- Opening Delimiter -

/// Binds `fid` to the root of the service `aname` as user `uname`.
/// `afid` carries an authentication fid, or [`NOFID`](crate::NOFID).
#[derive(Clone, Eq, PartialEq, Debug, Default)]
pub struct Tattach {
    pub tag: Tag,
    pub fid: Fid,
    pub afid: Fid,
    pub uname: Vec<u8>,
    pub aname: Vec<u8>,
}

impl Tattach {
    pub fn encoded_length(&self) -> usize {
        2 + 4 + 4 + 2 + self.uname.len() + 2 + self.aname.len()
    }

    pub fn encode(&self, s: &mut Serializer) -> Result<(), ProtocolError> {
        s.write_tag(self.tag);
        s.write_fid(self.fid);
        s.write_fid(self.afid);
        s.write_string(&self.uname)?;
        s.write_string(&self.aname)
    }

    pub fn decode(d: &Deserializer) -> Result<Self, ProtocolError> {
        Ok(Self {
            tag: d.read_tag()?,
            fid: d.read_fid()?,
            afid: d.read_fid()?,
            uname: d.read_string()?.to_vec(),
            aname: d.read_string()?.to_vec(),
        })
    }
}

#[derive(Clone, Eq, PartialEq, Debug, Default)]
pub struct Rattach {
    pub tag: Tag,
    /// Qid of the service root.
    pub qid: Qid,
}

impl Rattach {
    pub fn encoded_length(&self) -> usize {
        2 + Qid::SIZE
    }

    pub fn encode(&self, s: &mut Serializer) -> Result<(), ProtocolError> {
        s.write_tag(self.tag);
        s.write_qid(&self.qid);
        Ok(())
    }

    pub fn decode(d: &Deserializer) -> Result<Self, ProtocolError> {
        Ok(Self {
            tag: d.read_tag()?,
            qid: d.read_qid()?,
        })
    }
}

- Closing Delimiter -

What the task requires: Where does the string "aname" occur in the listing above? Return every line that contains it.

The completed task:
/// Binds `fid` to the root of the service `aname` as user `uname`.
    pub aname: Vec<u8>,
        2 + 4 + 4 + 2 + self.uname.len() + 2 + self.aname.len()
        s.write_string(&self.aname)
            aname: d.read_string()?.to_vec(),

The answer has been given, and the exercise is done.